* [The problem]: Give back, exactly as written, the lines from the beginning of the listing through the one that contains "pub use filter::Filter;".

* [Provided information]:
⁂

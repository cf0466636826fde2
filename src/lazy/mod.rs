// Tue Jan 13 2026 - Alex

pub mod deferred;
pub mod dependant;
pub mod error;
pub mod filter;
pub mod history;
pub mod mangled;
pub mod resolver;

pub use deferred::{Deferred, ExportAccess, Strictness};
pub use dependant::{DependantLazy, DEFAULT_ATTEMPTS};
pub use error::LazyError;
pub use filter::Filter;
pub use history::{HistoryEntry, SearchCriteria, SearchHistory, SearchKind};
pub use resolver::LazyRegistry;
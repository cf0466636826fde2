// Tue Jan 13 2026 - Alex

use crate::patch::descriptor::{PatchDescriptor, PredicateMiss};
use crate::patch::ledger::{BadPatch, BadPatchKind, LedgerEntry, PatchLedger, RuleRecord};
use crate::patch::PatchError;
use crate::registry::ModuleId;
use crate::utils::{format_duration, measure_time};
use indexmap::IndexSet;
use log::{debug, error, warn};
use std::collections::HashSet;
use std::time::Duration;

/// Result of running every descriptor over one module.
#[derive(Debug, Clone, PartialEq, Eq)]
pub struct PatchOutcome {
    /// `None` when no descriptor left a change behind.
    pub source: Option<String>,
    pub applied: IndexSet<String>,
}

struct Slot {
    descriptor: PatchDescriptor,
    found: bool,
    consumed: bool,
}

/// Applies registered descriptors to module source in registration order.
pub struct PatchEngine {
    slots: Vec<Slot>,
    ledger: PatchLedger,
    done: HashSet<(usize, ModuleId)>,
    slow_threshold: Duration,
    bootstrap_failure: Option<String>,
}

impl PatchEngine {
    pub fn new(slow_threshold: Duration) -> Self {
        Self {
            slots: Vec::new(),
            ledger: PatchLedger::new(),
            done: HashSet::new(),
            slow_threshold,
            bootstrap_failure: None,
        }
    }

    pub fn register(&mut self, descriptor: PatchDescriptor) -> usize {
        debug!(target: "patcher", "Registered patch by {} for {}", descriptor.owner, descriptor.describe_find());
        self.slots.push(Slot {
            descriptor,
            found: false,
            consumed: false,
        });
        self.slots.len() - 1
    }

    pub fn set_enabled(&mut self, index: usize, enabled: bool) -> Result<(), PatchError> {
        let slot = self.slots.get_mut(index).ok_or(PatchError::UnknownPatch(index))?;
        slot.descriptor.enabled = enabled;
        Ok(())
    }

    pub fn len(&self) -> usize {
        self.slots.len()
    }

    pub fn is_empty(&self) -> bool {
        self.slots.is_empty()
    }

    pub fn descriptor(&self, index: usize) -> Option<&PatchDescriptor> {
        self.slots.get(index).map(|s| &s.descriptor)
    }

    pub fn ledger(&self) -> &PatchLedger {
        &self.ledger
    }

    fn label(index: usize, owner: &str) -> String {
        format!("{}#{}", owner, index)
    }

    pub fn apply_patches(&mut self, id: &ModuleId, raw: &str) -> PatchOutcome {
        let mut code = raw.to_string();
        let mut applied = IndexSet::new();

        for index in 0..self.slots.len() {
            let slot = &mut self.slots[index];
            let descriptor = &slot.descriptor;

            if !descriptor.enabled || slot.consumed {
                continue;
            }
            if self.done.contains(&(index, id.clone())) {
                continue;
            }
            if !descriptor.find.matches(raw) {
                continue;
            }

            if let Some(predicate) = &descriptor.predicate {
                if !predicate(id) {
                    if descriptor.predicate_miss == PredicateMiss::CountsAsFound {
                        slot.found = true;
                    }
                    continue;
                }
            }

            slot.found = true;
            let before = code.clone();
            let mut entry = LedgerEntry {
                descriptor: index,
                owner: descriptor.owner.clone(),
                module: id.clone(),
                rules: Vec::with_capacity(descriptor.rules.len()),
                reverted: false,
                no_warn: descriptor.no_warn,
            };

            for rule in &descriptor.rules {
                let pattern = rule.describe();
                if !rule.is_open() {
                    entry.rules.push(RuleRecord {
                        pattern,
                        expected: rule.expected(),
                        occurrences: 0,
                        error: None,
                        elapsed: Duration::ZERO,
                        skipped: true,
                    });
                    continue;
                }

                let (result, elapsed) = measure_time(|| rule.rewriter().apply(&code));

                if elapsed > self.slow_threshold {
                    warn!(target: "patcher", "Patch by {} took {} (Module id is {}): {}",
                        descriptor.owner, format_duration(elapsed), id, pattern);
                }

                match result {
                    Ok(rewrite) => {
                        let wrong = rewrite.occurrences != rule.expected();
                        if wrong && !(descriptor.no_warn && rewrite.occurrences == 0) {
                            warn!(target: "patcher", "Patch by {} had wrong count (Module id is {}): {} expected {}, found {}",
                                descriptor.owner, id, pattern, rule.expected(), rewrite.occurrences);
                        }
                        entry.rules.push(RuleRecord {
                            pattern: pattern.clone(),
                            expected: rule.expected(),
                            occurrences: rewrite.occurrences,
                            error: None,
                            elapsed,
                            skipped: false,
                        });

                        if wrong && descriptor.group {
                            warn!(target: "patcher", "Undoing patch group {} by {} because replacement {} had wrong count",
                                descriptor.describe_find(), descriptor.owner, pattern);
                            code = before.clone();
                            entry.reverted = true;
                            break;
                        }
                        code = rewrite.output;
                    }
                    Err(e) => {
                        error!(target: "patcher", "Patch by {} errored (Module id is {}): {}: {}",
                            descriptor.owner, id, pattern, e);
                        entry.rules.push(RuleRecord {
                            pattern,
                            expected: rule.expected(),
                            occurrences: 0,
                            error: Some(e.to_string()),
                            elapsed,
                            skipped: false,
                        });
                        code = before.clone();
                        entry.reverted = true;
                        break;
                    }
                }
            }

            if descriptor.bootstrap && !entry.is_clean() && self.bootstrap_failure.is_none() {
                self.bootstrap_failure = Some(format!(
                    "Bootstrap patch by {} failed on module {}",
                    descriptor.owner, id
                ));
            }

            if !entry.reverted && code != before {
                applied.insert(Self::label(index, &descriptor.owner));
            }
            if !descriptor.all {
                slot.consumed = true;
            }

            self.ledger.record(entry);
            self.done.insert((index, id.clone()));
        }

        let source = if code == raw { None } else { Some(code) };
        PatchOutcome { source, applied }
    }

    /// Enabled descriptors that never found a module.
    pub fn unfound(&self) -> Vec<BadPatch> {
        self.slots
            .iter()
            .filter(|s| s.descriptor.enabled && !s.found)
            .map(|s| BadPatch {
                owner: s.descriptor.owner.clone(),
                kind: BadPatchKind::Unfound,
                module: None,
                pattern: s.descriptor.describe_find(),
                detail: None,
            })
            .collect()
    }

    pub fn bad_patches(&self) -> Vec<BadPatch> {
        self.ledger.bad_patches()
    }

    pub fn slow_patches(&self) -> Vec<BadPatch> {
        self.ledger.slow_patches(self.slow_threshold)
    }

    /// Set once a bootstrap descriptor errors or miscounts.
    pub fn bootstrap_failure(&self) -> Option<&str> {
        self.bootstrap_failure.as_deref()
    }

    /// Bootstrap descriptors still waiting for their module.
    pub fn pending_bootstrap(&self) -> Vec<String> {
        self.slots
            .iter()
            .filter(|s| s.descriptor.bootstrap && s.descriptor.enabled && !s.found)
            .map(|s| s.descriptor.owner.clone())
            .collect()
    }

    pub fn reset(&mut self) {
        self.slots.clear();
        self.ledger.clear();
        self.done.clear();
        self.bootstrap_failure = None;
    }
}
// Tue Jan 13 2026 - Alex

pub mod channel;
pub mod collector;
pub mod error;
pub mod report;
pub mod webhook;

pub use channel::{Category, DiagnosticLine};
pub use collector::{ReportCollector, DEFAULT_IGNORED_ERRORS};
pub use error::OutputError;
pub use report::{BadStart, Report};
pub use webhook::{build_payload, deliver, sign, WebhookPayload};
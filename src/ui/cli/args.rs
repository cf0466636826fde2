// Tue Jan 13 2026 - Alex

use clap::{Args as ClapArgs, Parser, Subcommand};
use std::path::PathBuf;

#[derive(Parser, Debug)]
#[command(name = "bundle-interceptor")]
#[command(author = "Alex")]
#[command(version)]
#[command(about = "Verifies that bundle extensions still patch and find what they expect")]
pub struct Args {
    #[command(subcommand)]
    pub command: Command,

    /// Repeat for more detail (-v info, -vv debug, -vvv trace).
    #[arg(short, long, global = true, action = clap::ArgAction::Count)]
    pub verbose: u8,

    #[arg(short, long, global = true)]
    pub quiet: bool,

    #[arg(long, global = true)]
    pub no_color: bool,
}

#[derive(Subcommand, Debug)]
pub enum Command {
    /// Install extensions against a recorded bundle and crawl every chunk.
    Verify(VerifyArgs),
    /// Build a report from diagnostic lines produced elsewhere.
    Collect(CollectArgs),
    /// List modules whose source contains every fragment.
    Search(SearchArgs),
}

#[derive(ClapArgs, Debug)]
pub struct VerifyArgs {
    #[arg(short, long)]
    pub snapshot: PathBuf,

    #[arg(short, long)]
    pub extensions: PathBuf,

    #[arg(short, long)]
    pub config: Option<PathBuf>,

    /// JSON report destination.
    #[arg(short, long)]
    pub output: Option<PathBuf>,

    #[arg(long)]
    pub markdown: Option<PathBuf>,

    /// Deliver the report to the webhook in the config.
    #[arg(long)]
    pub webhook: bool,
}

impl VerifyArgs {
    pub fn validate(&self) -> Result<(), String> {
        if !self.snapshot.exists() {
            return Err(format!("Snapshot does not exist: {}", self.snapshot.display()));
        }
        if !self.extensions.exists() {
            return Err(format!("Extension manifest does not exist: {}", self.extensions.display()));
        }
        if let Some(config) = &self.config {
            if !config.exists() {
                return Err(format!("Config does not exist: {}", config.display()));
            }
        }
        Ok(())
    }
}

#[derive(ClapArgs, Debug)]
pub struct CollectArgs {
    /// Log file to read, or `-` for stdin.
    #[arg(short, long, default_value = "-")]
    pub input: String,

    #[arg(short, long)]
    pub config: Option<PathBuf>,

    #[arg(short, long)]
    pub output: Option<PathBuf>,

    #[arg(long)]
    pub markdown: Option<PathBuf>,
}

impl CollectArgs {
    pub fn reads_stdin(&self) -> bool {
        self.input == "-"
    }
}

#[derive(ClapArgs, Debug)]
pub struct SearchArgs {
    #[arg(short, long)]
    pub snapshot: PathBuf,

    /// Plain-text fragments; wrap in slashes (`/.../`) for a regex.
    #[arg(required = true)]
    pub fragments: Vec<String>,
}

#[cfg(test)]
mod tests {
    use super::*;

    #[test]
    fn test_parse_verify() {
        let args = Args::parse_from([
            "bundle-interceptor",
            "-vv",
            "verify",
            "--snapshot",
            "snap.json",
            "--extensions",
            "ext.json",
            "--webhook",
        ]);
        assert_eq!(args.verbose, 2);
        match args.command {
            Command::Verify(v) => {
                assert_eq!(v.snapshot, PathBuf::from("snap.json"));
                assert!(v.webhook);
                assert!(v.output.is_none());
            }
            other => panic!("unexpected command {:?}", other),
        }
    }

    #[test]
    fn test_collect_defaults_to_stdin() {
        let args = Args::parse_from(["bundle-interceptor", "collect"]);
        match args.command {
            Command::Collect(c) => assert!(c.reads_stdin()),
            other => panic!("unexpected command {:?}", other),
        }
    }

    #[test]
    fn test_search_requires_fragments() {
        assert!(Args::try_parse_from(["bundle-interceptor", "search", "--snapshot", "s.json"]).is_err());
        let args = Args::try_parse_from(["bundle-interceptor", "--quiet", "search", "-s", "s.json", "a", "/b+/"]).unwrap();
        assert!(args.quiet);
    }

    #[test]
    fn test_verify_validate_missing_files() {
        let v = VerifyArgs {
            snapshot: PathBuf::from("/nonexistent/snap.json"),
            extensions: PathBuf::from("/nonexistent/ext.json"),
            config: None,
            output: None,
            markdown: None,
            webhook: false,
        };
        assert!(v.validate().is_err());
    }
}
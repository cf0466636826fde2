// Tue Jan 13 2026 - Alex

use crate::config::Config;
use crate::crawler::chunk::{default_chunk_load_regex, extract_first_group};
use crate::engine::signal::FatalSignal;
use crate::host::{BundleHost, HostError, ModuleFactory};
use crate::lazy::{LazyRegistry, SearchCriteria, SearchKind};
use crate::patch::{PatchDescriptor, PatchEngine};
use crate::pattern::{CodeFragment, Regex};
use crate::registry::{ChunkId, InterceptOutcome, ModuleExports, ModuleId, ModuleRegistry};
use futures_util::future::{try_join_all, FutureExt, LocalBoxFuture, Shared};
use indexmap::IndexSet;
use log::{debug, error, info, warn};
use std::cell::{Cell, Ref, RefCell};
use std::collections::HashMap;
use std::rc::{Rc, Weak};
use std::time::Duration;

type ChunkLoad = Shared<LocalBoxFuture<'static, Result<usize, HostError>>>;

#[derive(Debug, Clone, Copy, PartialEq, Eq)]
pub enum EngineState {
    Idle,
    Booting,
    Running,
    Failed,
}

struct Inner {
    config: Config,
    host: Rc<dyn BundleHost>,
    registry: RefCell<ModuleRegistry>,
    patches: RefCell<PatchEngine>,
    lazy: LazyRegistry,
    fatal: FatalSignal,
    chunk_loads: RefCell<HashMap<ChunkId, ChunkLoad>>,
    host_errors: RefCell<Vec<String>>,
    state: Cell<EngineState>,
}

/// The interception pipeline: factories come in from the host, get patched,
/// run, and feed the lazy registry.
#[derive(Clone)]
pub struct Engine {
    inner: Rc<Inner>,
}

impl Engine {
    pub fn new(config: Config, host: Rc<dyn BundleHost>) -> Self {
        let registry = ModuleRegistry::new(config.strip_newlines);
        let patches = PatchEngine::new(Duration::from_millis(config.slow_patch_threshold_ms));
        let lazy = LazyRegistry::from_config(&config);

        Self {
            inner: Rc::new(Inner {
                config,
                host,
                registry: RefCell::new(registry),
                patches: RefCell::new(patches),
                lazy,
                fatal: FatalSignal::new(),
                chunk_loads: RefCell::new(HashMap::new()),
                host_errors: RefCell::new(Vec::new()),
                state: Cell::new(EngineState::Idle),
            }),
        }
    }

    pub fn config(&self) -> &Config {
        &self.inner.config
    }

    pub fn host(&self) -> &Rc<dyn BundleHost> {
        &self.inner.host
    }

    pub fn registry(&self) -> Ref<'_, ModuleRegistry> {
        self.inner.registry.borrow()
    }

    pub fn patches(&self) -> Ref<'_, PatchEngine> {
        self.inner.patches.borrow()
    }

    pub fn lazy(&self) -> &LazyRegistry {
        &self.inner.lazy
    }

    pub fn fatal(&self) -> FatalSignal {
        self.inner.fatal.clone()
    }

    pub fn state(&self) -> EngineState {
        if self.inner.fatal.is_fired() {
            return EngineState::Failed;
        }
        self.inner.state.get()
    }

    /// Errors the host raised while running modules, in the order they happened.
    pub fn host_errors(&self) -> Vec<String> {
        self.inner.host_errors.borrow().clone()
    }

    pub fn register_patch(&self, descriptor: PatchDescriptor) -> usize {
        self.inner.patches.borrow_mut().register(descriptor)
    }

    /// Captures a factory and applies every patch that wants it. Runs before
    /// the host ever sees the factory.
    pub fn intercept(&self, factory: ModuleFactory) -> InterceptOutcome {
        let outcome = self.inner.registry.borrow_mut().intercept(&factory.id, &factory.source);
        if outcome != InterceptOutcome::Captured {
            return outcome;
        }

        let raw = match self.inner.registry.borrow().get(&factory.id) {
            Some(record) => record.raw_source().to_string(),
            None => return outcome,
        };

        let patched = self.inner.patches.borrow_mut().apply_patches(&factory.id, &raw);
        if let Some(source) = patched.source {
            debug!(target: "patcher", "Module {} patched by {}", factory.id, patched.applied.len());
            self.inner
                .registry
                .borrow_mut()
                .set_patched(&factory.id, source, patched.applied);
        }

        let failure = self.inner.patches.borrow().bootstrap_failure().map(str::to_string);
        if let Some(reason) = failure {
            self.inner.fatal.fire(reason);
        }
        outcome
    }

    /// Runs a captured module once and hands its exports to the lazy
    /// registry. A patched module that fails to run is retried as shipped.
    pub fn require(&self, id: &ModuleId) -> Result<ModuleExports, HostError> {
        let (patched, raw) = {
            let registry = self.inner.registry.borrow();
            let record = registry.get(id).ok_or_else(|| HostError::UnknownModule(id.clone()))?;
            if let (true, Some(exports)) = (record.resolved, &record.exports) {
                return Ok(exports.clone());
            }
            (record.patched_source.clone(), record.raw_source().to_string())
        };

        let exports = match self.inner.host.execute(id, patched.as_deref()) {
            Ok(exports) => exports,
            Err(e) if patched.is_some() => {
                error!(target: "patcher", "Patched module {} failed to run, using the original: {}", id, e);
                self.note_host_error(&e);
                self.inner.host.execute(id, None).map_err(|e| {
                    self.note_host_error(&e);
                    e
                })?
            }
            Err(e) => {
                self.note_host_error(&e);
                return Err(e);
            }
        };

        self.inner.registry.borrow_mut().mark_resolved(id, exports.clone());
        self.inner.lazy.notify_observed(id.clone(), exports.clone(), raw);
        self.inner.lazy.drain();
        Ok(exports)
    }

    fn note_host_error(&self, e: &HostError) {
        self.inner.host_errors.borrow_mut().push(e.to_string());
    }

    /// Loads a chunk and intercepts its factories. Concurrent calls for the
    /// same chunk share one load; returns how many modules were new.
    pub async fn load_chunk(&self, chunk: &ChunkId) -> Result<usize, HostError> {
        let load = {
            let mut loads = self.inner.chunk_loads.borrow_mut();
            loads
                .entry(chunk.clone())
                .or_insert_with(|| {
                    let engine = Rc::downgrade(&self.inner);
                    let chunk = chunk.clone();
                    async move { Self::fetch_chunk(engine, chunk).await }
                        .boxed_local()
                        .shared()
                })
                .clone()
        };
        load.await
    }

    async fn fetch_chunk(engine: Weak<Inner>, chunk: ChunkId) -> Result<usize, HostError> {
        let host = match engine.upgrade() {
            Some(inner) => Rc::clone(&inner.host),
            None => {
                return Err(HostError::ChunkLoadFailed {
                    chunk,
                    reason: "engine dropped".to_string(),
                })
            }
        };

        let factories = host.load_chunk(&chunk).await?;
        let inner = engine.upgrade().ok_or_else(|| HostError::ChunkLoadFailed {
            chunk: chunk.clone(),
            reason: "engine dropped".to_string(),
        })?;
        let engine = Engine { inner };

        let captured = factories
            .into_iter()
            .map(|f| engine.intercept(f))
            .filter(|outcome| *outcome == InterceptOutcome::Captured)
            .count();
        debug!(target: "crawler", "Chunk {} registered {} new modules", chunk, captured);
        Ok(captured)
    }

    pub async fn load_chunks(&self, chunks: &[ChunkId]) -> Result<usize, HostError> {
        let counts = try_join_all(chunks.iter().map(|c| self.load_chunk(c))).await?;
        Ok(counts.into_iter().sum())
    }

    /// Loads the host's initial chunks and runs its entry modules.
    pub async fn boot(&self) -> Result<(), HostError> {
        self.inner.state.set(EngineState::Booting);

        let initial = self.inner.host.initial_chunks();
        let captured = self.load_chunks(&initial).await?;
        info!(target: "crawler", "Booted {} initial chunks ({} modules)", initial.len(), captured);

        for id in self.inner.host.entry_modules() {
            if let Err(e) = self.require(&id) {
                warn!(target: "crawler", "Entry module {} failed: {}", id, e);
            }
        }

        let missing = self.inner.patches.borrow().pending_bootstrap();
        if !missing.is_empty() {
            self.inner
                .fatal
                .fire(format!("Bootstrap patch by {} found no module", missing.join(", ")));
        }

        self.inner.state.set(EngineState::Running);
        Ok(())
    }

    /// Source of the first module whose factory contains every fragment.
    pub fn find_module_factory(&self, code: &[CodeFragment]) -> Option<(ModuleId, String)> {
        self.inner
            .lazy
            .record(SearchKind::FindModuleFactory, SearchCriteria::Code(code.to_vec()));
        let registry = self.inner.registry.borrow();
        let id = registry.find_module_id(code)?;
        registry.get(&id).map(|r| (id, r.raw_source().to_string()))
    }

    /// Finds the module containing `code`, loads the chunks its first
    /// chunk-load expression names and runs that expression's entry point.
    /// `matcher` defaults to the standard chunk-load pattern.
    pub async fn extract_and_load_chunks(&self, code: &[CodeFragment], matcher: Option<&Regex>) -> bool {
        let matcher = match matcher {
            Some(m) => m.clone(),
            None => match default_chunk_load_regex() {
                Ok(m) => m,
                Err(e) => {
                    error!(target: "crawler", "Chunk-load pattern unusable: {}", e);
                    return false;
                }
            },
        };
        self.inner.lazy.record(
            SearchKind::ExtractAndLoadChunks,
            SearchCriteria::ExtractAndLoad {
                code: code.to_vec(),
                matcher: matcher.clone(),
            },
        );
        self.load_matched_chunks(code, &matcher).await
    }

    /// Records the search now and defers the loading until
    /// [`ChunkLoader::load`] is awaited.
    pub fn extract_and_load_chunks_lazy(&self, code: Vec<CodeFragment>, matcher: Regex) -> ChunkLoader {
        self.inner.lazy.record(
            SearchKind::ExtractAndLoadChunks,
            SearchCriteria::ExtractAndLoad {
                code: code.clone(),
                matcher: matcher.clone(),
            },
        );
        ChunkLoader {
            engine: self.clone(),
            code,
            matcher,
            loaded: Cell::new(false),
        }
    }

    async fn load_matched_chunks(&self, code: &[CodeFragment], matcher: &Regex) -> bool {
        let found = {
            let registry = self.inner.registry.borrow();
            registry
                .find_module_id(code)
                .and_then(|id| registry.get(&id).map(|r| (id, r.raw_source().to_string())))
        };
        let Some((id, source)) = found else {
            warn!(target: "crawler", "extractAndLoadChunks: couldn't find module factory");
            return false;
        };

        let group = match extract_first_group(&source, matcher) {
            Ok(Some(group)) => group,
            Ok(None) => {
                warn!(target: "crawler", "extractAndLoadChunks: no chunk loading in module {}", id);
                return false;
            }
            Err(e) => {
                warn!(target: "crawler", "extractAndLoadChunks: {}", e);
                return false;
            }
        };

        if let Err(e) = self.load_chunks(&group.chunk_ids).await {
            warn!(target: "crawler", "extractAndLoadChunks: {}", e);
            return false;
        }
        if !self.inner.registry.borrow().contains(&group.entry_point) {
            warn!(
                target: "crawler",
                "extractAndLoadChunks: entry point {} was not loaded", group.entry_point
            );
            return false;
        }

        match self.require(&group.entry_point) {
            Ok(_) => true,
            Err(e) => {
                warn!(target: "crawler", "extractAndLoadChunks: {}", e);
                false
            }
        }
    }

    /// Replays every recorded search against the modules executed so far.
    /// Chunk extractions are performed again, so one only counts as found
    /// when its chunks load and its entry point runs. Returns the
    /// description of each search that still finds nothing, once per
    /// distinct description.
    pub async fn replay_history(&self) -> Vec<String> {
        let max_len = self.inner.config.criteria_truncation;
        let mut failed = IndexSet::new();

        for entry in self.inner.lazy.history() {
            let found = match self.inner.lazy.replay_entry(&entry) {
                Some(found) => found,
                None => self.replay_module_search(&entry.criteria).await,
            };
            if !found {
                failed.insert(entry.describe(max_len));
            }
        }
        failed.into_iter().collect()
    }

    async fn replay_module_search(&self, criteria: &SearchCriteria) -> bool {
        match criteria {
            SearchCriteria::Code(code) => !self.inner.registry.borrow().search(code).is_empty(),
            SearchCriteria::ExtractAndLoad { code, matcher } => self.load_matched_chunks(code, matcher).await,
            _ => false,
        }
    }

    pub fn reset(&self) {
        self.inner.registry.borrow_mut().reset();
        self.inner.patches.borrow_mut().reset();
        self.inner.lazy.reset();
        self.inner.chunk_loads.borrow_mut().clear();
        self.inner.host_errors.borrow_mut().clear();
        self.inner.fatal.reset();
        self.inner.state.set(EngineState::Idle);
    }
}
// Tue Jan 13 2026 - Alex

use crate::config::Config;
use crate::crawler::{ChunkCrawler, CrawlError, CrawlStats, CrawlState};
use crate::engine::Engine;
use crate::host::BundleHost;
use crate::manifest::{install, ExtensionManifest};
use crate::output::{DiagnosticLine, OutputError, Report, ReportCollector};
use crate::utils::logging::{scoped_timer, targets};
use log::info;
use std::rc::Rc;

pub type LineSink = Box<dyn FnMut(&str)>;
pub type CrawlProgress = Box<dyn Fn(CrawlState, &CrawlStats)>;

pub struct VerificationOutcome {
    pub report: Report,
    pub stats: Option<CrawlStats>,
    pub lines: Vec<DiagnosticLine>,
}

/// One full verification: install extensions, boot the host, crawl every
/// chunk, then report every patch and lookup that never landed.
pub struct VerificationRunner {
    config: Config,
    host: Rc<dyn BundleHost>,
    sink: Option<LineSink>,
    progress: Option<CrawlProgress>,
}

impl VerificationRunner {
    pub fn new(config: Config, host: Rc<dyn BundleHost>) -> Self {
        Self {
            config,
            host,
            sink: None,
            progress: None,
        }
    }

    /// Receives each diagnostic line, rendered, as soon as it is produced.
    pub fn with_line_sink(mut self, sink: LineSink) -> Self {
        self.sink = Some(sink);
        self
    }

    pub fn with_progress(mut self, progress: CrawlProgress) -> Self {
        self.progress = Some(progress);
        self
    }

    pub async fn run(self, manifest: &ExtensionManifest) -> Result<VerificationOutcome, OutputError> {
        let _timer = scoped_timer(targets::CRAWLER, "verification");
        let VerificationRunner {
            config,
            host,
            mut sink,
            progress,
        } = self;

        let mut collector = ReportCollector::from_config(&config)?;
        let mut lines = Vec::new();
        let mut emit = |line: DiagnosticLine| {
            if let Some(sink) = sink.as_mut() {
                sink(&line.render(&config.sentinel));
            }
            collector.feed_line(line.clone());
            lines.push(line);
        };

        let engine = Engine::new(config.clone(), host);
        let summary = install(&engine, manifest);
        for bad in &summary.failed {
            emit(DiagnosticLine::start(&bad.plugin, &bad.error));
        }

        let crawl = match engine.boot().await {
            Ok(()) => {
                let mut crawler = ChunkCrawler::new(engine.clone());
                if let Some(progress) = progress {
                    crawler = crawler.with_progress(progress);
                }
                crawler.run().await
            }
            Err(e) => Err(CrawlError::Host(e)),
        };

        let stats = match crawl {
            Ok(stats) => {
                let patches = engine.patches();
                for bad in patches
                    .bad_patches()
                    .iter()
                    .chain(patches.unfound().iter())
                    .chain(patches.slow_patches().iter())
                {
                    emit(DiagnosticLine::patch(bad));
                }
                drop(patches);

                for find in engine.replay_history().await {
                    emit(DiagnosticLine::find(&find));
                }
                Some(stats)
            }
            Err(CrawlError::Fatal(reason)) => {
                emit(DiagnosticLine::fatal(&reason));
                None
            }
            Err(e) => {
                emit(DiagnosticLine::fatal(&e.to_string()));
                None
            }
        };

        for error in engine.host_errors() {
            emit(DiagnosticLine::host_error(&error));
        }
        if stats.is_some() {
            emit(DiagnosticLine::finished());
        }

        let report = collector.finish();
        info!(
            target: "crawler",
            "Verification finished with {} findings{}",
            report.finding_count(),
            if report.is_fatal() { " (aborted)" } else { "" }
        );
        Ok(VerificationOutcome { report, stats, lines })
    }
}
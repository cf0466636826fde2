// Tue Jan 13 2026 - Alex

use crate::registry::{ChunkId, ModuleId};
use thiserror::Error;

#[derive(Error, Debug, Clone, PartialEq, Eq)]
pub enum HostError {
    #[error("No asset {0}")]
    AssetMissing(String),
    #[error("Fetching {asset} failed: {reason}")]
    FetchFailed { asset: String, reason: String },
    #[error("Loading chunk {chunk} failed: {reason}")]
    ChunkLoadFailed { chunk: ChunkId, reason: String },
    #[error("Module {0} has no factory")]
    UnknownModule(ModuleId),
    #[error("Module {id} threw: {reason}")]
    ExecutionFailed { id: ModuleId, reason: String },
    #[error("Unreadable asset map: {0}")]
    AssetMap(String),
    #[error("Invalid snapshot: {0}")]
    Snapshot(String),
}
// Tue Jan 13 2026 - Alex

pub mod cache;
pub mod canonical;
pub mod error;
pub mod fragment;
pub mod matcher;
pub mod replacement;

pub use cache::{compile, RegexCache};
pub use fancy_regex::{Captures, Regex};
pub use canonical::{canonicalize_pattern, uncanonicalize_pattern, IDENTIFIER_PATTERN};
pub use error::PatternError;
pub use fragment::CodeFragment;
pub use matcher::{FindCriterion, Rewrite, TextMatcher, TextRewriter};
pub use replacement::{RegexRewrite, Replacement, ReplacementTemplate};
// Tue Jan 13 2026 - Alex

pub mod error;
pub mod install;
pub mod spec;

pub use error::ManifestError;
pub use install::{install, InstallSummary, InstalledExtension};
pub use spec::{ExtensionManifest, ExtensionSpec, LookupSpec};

⁂

* [Answer to the problem]:
repository cf0466636826fde2
filename src/lazy/mod.rs
// Tue Jan 13 2026 - Alex

pub mod deferred;
pub mod dependant;
pub mod error;
pub mod filter;
pub mod history;
pub mod mangled;
pub mod resolver;

pub use deferred::{Deferred, ExportAccess, Strictness};
pub use dependant::{DependantLazy, DEFAULT_ATTEMPTS};
pub use error::LazyError;
pub use filter::Filter;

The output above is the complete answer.